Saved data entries
"""

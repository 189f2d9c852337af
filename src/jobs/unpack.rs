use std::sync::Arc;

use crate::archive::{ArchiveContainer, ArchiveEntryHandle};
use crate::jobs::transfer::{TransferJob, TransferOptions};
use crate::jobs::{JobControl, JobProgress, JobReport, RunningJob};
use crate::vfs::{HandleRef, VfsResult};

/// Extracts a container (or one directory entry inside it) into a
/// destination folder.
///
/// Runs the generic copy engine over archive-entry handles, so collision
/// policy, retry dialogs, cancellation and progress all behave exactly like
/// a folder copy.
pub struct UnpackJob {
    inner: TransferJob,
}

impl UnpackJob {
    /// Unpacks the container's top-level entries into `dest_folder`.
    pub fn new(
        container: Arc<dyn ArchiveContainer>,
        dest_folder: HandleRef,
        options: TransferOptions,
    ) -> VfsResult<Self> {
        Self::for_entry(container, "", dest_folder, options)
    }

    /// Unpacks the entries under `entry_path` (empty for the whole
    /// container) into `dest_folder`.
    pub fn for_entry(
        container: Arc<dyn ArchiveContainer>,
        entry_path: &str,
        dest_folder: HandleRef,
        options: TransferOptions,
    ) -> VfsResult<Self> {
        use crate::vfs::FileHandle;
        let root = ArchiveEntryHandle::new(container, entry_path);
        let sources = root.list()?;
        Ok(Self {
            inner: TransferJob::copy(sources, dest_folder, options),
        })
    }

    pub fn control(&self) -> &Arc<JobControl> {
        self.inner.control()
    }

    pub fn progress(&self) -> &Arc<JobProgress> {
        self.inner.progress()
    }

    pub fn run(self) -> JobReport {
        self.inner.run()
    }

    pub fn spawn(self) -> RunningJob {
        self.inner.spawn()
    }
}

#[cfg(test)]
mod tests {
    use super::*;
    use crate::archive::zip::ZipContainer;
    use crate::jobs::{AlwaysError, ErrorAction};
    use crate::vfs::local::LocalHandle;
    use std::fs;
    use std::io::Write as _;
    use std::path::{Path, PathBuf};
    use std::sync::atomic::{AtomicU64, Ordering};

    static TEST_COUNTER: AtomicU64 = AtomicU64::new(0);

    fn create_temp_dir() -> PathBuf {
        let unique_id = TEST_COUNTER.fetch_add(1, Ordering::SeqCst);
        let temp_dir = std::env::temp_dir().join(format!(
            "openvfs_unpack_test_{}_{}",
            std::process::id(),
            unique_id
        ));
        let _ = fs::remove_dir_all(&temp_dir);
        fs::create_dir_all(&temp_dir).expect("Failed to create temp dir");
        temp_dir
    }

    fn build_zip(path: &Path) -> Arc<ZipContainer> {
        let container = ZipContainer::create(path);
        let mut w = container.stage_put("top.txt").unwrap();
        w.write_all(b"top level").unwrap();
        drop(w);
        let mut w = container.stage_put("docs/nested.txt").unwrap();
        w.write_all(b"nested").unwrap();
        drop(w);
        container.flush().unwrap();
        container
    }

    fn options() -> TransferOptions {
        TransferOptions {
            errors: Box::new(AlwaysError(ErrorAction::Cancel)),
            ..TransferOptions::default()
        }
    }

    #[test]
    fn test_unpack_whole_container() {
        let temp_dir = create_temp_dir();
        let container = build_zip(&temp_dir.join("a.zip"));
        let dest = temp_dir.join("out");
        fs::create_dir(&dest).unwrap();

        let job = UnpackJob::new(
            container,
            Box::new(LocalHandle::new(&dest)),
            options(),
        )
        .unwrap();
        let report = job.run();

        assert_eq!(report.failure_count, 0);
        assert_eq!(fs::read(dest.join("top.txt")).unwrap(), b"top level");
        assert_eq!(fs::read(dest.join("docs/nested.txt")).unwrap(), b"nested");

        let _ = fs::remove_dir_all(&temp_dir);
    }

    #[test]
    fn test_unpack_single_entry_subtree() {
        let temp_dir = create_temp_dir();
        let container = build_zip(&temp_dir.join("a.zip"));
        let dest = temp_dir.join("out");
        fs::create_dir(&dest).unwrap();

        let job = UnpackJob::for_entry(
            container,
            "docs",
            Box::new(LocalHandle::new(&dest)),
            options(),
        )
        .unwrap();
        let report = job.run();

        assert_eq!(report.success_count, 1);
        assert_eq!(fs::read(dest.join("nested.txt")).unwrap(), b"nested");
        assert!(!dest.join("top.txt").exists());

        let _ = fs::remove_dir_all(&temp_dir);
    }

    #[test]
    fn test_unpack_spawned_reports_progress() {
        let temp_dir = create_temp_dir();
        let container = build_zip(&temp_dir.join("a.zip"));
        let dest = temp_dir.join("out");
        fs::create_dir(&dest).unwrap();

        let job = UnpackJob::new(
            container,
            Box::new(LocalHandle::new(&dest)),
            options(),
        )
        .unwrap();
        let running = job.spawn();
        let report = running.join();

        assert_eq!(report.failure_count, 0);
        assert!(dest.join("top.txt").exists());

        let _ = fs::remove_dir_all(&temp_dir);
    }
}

"""

- **TASK ITEM**: The records above need copying again. Keep each word as it is.

- **SOLUTION FOR THIS EXERCISE**:
repository 189f2d9c852337af
filename src/jobs/unpack.rs
use std::sync::Arc;

use crate::archive::{ArchiveContainer, ArchiveEntryHandle};
use crate::jobs::transfer::{TransferJob, TransferOptions};
use crate::jobs::{JobControl, JobProgress, JobReport, RunningJob};
use crate::vfs::{HandleRef, VfsResult};

/// Extracts a container (or one directory entry inside it) into a
/// destination folder.
///
/// Runs the generic copy engine over archive-entry handles, so collision
/// policy, retry dialogs, cancellation and progress all behave exactly like
/// a folder copy.
pub struct UnpackJob {
    inner: TransferJob,
}

impl UnpackJob {
    /// Unpacks the container's top-level entries into `dest_folder`.
    pub fn new(
        container: Arc<dyn ArchiveContainer>,
        dest_folder: HandleRef,
        options: TransferOptions,
    ) -> VfsResult<Self> {
        Self::for_entry(container, "", dest_folder, options)
    }

    /// Unpacks the entries under `entry_path` (empty for the whole
    /// container) into `dest_folder`.
    pub fn for_entry(
        container: Arc<dyn ArchiveContainer>,
        entry_path: &str,
        dest_folder: HandleRef,
        options: TransferOptions,
    ) -> VfsResult<Self> {
        use crate::vfs::FileHandle;
        let root = ArchiveEntryHandle::new(container, entry_path);
        let sources = root.list()?;
        Ok(Self {
            inner: TransferJob::copy(sources, dest_folder, options),
        })
    }

    pub fn control(&self) -> &Arc<JobControl> {
        self.inner.control()
    }

    pub fn progress(&self) -> &Arc<JobProgress> {
        self.inner.progress()
    }

    pub fn run(self) -> JobReport {
        self.inner.run()
    }

    pub fn spawn(self) -> RunningJob {
        self.inner.spawn()
    }
}

#[cfg(test)]
mod tests {
    use super::*;
    use crate::archive::zip::ZipContainer;
    use crate::jobs::{AlwaysError, ErrorAction};
    use crate::vfs::local::LocalHandle;
    use std::fs;
    use std::io::Write as _;
    use std::path::{Path, PathBuf};
    use std::sync::atomic::{AtomicU64, Ordering};

    static TEST_COUNTER: AtomicU64 = AtomicU64::new(0);

    fn create_temp_dir() -> PathBuf {
        let unique_id = TEST_COUNTER.fetch_add(1, Ordering::SeqCst);
        let temp_dir = std::env::temp_dir().join(format!(
            "openvfs_unpack_test_{}_{}",
            std::process::id(),
            unique_id
        ));
        let _ = fs::remove_dir_all(&temp_dir);
        fs::create_dir_all(&temp_dir).expect("Failed to create temp dir");
        temp_dir
    }

    fn build_zip(path: &Path) -> Arc<ZipContainer> {
        let container = ZipContainer::create(path);
        let mut w = container.stage_put("top.txt").unwrap();
        w.write_all(b"top level").unwrap();
        drop(w);
        let mut w = container.stage_put("docs/nested.txt").unwrap();
        w.write_all(b"nested").unwrap();
        drop(w);
        container.flush().unwrap();
        container
    }

    fn options() -> TransferOptions {
        TransferOptions {
            errors: Box::new(AlwaysError(ErrorAction::Cancel)),
            ..TransferOptions::default()
        }
    }

    #[test]
    fn test_unpack_whole_container() {
        let temp_dir = create_temp_dir();
        let container = build_zip(&temp_dir.join("a.zip"));
        let dest = temp_dir.join("out");
        fs::create_dir(&dest).unwrap();

        let job = UnpackJob::new(
            container,
            Box::new(LocalHandle::new(&dest)),
            options(),
        )
        .unwrap();
        let report = job.run();

        assert_eq!(report.failure_count, 0);
        assert_eq!(fs::read(dest.join("top.txt")).unwrap(), b"top level");
        assert_eq!(fs::read(dest.join("docs/nested.txt")).unwrap(), b"nested");

        let _ = fs::remove_dir_all(&temp_dir);
    }

    #[test]
    fn test_unpack_single_entry_subtree() {
        let temp_dir = create_temp_dir();
        let container = build_zip(&temp_dir.join("a.zip"));
        let dest = temp_dir.join("out");
        fs::create_dir(&dest).unwrap();

        let job = UnpackJob::for_entry(
            container,
            "docs",
            Box::new(LocalHandle::new(&dest)),
            options(),
        )
        .unwrap();
        let report = job.run();

        assert_eq!(report.success_count, 1);
        assert_eq!(fs::read(dest.join("nested.txt")).unwrap(), b"nested");
        assert!(!dest.join("top.txt").exists());

        let _ = fs::remove_dir_all(&temp_dir);
    }

    #[test]
    fn test_unpack_spawned_reports_progress() {
        let temp_dir = create_temp_dir();
        let container = build_zip(&temp_dir.join("a.zip"));
        let dest = temp_dir.join("out");
        fs::create_dir(&dest).unwrap();

        let job = UnpackJob::new(
            container,
            Box::new(LocalHandle::new(&dest)),
            options(),
        )
        .unwrap();
        let running = job.spawn();
        let report = running.join();

        assert_eq!(report.failure_count, 0);
        assert!(dest.join("top.txt").exists());

        let _ = fs::remove_dir_all(&temp_dir);
    }
}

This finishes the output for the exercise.